TSG Neustrelitz
- Full name: Turn- und Sportgemeinschaft Neustrelitz e.V.
- Founded: 1949
- Ground: Parkstadion
- Capacity: 7,000
- Chairman: Hauke Runge
- Manager: Thomas Franke
- League: Oberliga NOFV-Nord (V)
- 2025–26: Oberliga NOFV-Nord, 4th of 16
| Home colours | Away colours |

= TSG Neustrelitz =

German football club

TSG Neustrelitz is a German association football club from Neustrelitz, Mecklenburg-Vorpommern. The football side is part of a sports club that also has departments for gymnastics and chess.

==History==
The earliest roots of the association go back to the founding of the football club Neustrelitzer Fußball Club which soon grew into a more general sports club known as Neustrelitzer Sportverein. The sports club failed after 1919, but the football department immediately re-established themselves as Ballspielverein Neustrelitz. A second local football club known as SV Viktoria Neustrelitz was formed in 1925 and was joined by BV the following year. Viktoria in turn merged with SG Corso Neustrelitz in 1931 to form SG Corso Viktoria Neustrelitz which played through to the end of World War II when occupying Allied authorities ordered all organizations in the country, including sports and football associations, disbanded.

A successor was created in 1946 as SG Neustrelitz, and as was common in East Germany at the time, would undergo several name changes playing variously as BSG Konsum Neustrelitz (1949), BSG Empor Süd Neustrelitz (1951), BSG Motor Neustrelitz (1952), and BSG Maschinelles Rechnen Neustrelitz (1971). The club took on its current name in 1975 after being disassociated from its industrial sponsor.

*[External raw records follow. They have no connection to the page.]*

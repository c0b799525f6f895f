// src/telemetry.rs
//! Logging and metrics bootstrap for the binary.
//!
//! `RUST_LOG` overrides the filter; `LOG_FORMAT=json` switches to JSON lines.
//! Metrics go to an in-process Prometheus recorder and are dumped as text next
//! to each artifact, since the job has no HTTP surface.

use anyhow::{Context, Result};
use metrics_exporter_prometheus::{PrometheusBuilder, PrometheusHandle};
use std::fs;
use std::path::{Path, PathBuf};
use tracing_subscriber::{fmt, prelude::*, EnvFilter};

pub const DEFAULT_LOG_FILTER: &str = "hot_topics=info,warn";
pub const METRICS_FILE: &str = "metrics.prom";

fn wants_json() -> bool {
    std::env::var("LOG_FORMAT")
        .ok()
        .is_some_and(|v| v.eq_ignore_ascii_case("json"))
}

/// Install the global subscriber. A second call is a no-op.
pub fn init_tracing() {
    let filter =
        EnvFilter::try_from_default_env().unwrap_or_else(|_| EnvFilter::new(DEFAULT_LOG_FILTER));
    let registry = tracing_subscriber::registry().with(filter);
    let _ = if wants_json() {
        registry.with(fmt::layer().json()).try_init()
    } else {
        registry.with(fmt::layer().compact()).try_init()
    };
}

pub fn install_metrics() -> Result<PrometheusHandle> {
    PrometheusBuilder::new()
        .install_recorder()
        .context("installing prometheus recorder")
}

/// Write the current exposition text to `{dir}/metrics.prom`.
pub fn write_metrics_snapshot(handle: &PrometheusHandle, dir: &Path) -> Result<PathBuf> {
    fs::create_dir_all(dir).with_context(|| format!("creating {}", dir.display()))?;
    let path = dir.join(METRICS_FILE);
    fs::write(&path, handle.render()).with_context(|| format!("writing {}", path.display()))?;
    Ok(path)
}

The club made several ascents to the second division DDR-Liga, but was never able to firmly establish itself at that level of play. In 1963 it appeared that BSG had won its way through a playoff round to the DDR-Liga, but found itself disqualified over the use of an ineligible player. After being promoted in 1964 Neutrelitz would play its way to the 1/8 final of the East German Cup despite a last place finish in regular league competition. The team lost a close contest there by a score of 1:2 to FC Carl Zeiss Jena.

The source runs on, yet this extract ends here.